◆ ASSIGNMENT ◆
Every entry has to be output exactly, with none skipped.

◆ GIVEN RECORDS ◆
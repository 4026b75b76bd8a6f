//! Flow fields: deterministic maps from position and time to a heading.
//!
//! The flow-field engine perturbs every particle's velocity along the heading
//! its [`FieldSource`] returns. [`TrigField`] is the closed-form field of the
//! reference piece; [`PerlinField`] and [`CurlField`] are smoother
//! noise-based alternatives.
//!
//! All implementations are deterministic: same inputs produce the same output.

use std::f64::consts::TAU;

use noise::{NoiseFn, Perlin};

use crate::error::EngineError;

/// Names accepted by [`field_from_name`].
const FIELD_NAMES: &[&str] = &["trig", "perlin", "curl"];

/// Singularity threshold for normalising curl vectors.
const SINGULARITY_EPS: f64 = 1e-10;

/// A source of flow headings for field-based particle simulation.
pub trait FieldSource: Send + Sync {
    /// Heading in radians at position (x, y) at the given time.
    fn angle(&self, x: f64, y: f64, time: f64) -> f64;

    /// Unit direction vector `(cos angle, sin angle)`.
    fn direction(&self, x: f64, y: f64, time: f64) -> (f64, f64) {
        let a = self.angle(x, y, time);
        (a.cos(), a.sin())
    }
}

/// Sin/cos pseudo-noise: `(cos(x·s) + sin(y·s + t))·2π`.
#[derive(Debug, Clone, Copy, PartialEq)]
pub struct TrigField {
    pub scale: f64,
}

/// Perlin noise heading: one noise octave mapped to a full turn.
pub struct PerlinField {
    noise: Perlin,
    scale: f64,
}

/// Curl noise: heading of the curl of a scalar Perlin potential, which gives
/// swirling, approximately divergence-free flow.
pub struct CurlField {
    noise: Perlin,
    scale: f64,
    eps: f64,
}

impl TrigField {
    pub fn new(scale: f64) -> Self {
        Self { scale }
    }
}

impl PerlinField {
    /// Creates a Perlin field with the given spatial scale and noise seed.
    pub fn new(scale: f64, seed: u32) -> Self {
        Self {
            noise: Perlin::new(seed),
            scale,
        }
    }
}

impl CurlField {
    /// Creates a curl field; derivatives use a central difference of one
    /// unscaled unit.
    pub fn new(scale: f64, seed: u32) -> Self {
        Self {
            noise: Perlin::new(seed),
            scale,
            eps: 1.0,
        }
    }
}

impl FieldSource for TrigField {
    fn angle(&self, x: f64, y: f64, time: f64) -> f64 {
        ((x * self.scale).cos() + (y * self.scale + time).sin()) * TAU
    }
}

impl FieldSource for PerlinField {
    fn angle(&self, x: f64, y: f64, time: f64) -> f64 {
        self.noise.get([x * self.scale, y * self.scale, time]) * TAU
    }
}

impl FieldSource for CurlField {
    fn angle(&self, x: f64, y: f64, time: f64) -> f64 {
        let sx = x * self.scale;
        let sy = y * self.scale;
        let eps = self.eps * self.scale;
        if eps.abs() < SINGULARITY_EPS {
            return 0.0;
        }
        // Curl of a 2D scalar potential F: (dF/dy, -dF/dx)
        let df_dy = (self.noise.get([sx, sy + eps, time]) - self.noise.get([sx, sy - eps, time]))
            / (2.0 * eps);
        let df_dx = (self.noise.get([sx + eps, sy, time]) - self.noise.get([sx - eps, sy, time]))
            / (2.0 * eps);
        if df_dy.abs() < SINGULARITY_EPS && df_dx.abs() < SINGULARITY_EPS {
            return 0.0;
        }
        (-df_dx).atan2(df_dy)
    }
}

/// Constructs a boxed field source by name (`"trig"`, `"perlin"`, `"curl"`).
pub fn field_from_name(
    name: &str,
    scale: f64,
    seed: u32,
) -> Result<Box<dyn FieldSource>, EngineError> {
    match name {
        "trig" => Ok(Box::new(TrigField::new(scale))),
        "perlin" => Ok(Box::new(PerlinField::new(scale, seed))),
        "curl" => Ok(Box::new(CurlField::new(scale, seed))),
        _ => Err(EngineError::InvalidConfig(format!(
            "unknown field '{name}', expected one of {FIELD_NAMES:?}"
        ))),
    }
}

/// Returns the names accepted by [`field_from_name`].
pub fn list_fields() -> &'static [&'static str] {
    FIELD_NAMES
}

◆ EXERCISE RESULT ◆
repository 4026b75b76bd8a6f
//! Flow fields: deterministic maps from position and time to a heading.
//!
//! The flow-field engine perturbs every particle's velocity along the heading
//! its [`FieldSource`] returns. [`TrigField`] is the closed-form field of the
//! reference piece; [`PerlinField`] and [`CurlField`] are smoother
//! noise-based alternatives.
//!
//! All implementations are deterministic: same inputs produce the same output.

use std::f64::consts::TAU;

use noise::{NoiseFn, Perlin};

use crate::error::EngineError;

/// Names accepted by [`field_from_name`].
const FIELD_NAMES: &[&str] = &["trig", "perlin", "curl"];

/// Singularity threshold for normalising curl vectors.
const SINGULARITY_EPS: f64 = 1e-10;

/// A source of flow headings for field-based particle simulation.
pub trait FieldSource: Send + Sync {
    /// Heading in radians at position (x, y) at the given time.
    fn angle(&self, x: f64, y: f64, time: f64) -> f64;

    /// Unit direction vector `(cos angle, sin angle)`.
    fn direction(&self, x: f64, y: f64, time: f64) -> (f64, f64) {
        let a = self.angle(x, y, time);
        (a.cos(), a.sin())
    }
}

/// Sin/cos pseudo-noise: `(cos(x·s) + sin(y·s + t))·2π`.
#[derive(Debug, Clone, Copy, PartialEq)]
pub struct TrigField {
    pub scale: f64,
}

/// Perlin noise heading: one noise octave mapped to a full turn.
pub struct PerlinField {
    noise: Perlin,
    scale: f64,
}

/// Curl noise: heading of the curl of a scalar Perlin potential, which gives
/// swirling, approximately divergence-free flow.
pub struct CurlField {
    noise: Perlin,
    scale: f64,
    eps: f64,
}

impl TrigField {
    pub fn new(scale: f64) -> Self {
        Self { scale }
    }
}

impl PerlinField {
    /// Creates a Perlin field with the given spatial scale and noise seed.
    pub fn new(scale: f64, seed: u32) -> Self {
        Self {
            noise: Perlin::new(seed),
            scale,
        }
    }
}

impl CurlField {
    /// Creates a curl field; derivatives use a central difference of one
    /// unscaled unit.
    pub fn new(scale: f64, seed: u32) -> Self {
        Self {
            noise: Perlin::new(seed),
            scale,
            eps: 1.0,
        }
    }
}

impl FieldSource for TrigField {
    fn angle(&self, x: f64, y: f64, time: f64) -> f64 {
        ((x * self.scale).cos() + (y * self.scale + time).sin()) * TAU
    }
}

impl FieldSource for PerlinField {
    fn angle(&self, x: f64, y: f64, time: f64) -> f64 {
        self.noise.get([x * self.scale, y * self.scale, time]) * TAU
    }
}

impl FieldSource for CurlField {
    fn angle(&self, x: f64, y: f64, time: f64) -> f64 {
        let sx = x * self.scale;
        let sy = y * self.scale;
        let eps = self.eps * self.scale;
        if eps.abs() < SINGULARITY_EPS {
            return 0.0;
        }
        // Curl of a 2D scalar potential F: (dF/dy, -dF/dx)
        let df_dy = (self.noise.get([sx, sy + eps, time]) - self.noise.get([sx, sy - eps, time]))
            / (2.0 * eps);
        let df_dx = (self.noise.get([sx + eps, sy, time]) - self.noise.get([sx - eps, sy, time]))
            / (2.0 * eps);
        if df_dy.abs() < SINGULARITY_EPS && df_dx.abs() < SINGULARITY_EPS {
            return 0.0;
        }
        (-df_dx).atan2(df_dy)
    }
}

/// Constructs a boxed field source by name (`"trig"`, `"perlin"`, `"curl"`).
pub fn field_from_name(
    name: &str,
    scale: f64,
    seed: u32,
) -> Result<Box<dyn FieldSource>, EngineError> {
    match name {
        "trig" => Ok(Box::new(TrigField::new(scale))),
        "perlin" => Ok(Box::new(PerlinField::new(scale, seed))),
        "curl" => Ok(Box::new(CurlField::new(scale, seed))),
        _ => Err(EngineError::InvalidConfig(format!(
            "unknown field '{name}', expected one of {FIELD_NAMES:?}"
        ))),
    }
}

/// Returns the names accepted by [`field_from_name`].
pub fn list_fields() -> &'static [&'static str] {
    FIELD_NAMES
}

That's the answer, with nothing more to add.